A crafty DM puts challenges that properly test the players. I have a fey and they were jammed in a prison. But the fey alone could escape the bars; it wasn't much help for the others. Moreover, that fey alone would've been in the solitary presence of the wardens who could easily have handed his ass to him without the dwarf and the thieves helping out.
It ended up being an amazing scene. The fey chose imprisonment to live the "human punishment" and find the "human escape" from the agents of human law.
Re: Dungeons and Dragons
Posted: 2008.11.26 (04:12)
by SlappyMcGee
Look at it this way; 4e brings a lot of bonuses to combat to the table. It lets everyone do their part in a fight, something that was painstakingly boring if you were a rogue in 3.5. AF, when he would play, would often be helpless in some of our early battles, without a sneak attack. Now, in the new mechanic, powers enable you always to have something interesting to do on your turn.
So, aside from keeping non-combat oriented players attentive to the game, it also streamlines combat. The system gives a vehicle for DMs to describe some fantastic things during the combat (Melf's Acid Arrow might not be Melf's anymore, but it is still fascinating to hear about a giant acidic laser arrow soaring through the sky into a dude) which should satisfy the gorehounds, but it also means that combat can be handled quickly. We can then move on to what a lot of Dunegeoners found was missing from recent games, which is to say an emphasis on character development and plot exposition. I'd rather have an easy combat system that makes us all more powerful so I can get back to deciding whether or not I should trust the traitorous Tarsheva.
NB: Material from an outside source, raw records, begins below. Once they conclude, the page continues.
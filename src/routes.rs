//! Top-level router configuration.
//!
//! # Route Structure
//!
//! - `GET  /health`      - Health check (always at the root)
//! - `{base_path}/*`     - Link resource (see [`crate::api::routes::link_routes`])
//!
//! Unmatched paths get a 404 `Errors` body.
//!
//! # Middleware
//!
//! - **Tracing** - Structured request/response logging
//! - **Path normalization** - Trailing slash handling

use crate::api::handlers::{health_handler, not_found_handler};
use crate::api::middleware::tracing;
use crate::api::routes::link_routes;
use crate::state::AppState;
use axum::Router;
use axum::routing::get;
use tower::Layer;
use tower_http::normalize_path::{NormalizePath, NormalizePathLayer};

/// Builds the router with all routes and the tracing layer.
///
/// `base_path` is either `/` (routes mounted at the root) or a path such as
/// `/links` without a trailing slash.
pub fn build_router(state: AppState, base_path: &str) -> Router {
    let router = Router::new().route("/health", get(health_handler));

    let router = if base_path == "/" {
        router.merge(link_routes())
    } else {
        router.nest(base_path, link_routes())
    };

    router
        .fallback(not_found_handler)
        .with_state(state)
        .layer(tracing::layer())
}

/// Constructs the application with trailing-slash normalization applied before
/// routing.
pub fn app_router(state: AppState, base_path: &str) -> NormalizePath<Router> {
    NormalizePathLayer::trim_trailing_slash().layer(build_router(state, base_path))
}
//! Application layer services implementing business logic.
//!
//! Services consume repository traits and turn repository outcomes into
//! domain-level success or failure for the HTTP handlers.
//!
//! # Available Services
//!
//! - [`services::link_service::LinkService`] - Link lifecycle (create, read, count, delete)

pub mod error;
pub mod services;

pub use error::ServiceError;
//! Fallbacks that keep unmatched requests in the uniform error shape.

use axum::http::{Method, Uri};

use crate::error::AppError;

/// Answers requests whose path matches no route.
pub async fn not_found_handler(uri: Uri) -> AppError {
    AppError::not_found(format!("No resource at {}", uri.path()))
}

/// Answers requests whose path matches a route that lacks the method.
pub async fn method_not_allowed_handler(method: Method, uri: Uri) -> AppError {
    AppError::method_not_allowed(format!(
        "Method {method} is not supported for {}",
        uri.path()
    ))
}
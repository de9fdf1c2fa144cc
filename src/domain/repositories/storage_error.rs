//! Storage fault raised by repository implementations.

use thiserror::Error;

/// An unexpected failure originating from the persistence layer.
///
/// Expected absence (an unknown link ID) is never a `StorageError`; it is
/// reported through `Option`/`bool` return values instead.
#[derive(Debug, Error)]
pub enum StorageError {
    #[error("storage backend unavailable: {0}")]
    Connection(String),

    #[error("storage operation timed out: {0}")]
    Timeout(String),

    #[error("storage query failed: {0}")]
    Query(String),

    /// A row written by `save` could not be read back on the same connection.
    #[error("link {0} was inserted but could not be read back")]
    Inconsistent(i64),
}
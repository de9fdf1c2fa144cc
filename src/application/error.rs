//! Domain-level failures surfaced by the service layer.

use thiserror::Error;

use crate::domain::repositories::StorageError;

/// Failure of a service operation.
///
/// `LinkNotFound` is an expected condition; `ServerError` wraps the storage
/// fault that caused it so it can be logged, but its details are never shown
/// to API clients.
#[derive(Debug, Error)]
pub enum ServiceError {
    #[error("Link with id {0} not found")]
    LinkNotFound(i64),

    #[error("Internal server error")]
    ServerError(#[source] StorageError),
}
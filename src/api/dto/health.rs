//! DTOs for health check endpoint.

use serde::{Deserialize, Serialize};

/// Health check response with component status.
#[derive(Debug, Serialize, Deserialize)]
pub struct HealthResponse {
    pub status: String,
    pub version: String,
    pub checks: HealthChecks,
}

/// Health status for each system component.
#[derive(Debug, Serialize, Deserialize)]
pub struct HealthChecks {
    pub storage: CheckStatus,
}

/// Individual component health status.
#[derive(Debug, Serialize, Deserialize)]
pub struct CheckStatus {
    pub status: String,

    #[serde(skip_serializing_if = "Option::is_none")]
    pub message: Option<String>,
}
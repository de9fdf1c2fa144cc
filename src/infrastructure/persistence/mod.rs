//! Repository implementations.
//!
//! # Components
//!
//! - [`PgStore`] - Store adapter: per-operation connection acquisition and
//!   translation of driver failures into [`crate::domain::repositories::StorageError`]
//! - [`PgLinkRepository`] - Link storage on PostgreSQL
//! - [`InMemoryLinkRepository`] - Process-local link storage

pub mod memory_link_repository;
pub mod pg_link_repository;
pub mod store;

pub use memory_link_repository::InMemoryLinkRepository;
pub use pg_link_repository::PgLinkRepository;
pub use store::PgStore;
Finally, as far as making somebody invincible goes, I don't think this system does that. It certainly forces the DM to strategize as much as the player in his attacks on them, though, and that, to me, is a good thing.
Also, kablizzy sucks.
Re: Dungeons and Dragons
Posted: 2008.11.26 (04:24)
by taaveti
Snuggletummy wrote:I don't even play D&D, and even I think what that guy made is freaking awesome. Almost makes me want to play it, and, to be honest, the only reason I don't is that part where you role play as your character. I get embarrassed.
That really depends on the group, the GM, and the particular game. I've never played in a group who made any attempts (well... serious attempts anyway) to act the part of their characters- it's more like telling a collaborative story, with each "author" telling the part relevant to a single character. I'm like you in that I'd be pretty embarassed to try to "become" my character in any RPG, but I've enjoyed being a gamer for over a decade.
Re: Dungeons and Dragons
Posted: 2008.11.26 (04:38)
by blue_tetris
SlappyMcGee wrote:So, aside from keeping non-combat oriented players attentive to the game, it also streamlines combat. The system gives a vehicle for DMs to describe some fantastic things during the combat (Melf's Acid Arrow might not be Melf's anymore, but it is still fascinating to hear about a giant acidic laser arrow soaring through the sky into a dude) which should satisfy the gorehounds, but it also means that combat can be handled quickly. We can then move on to what a lot of Dunegeoners found was missing from recent games, which is to say an emphasis on character development and plot exposition. I'd rather have an easy combat system that makes us all more powerful so I can get back to deciding whether or not I should trust the traitorous Tarsheva.
Tarsheva reaches for the cuff of your sleeve, but to no avail. She seems to be composed of vaporous ghoststuff. Perhaps it wasn't all lies, after all.
Re: Dungeons and Dragons
Posted: 2008.11.26 (05:19)
by DoctorAperture
I read something about a game over vent that you guys are running. Could I join?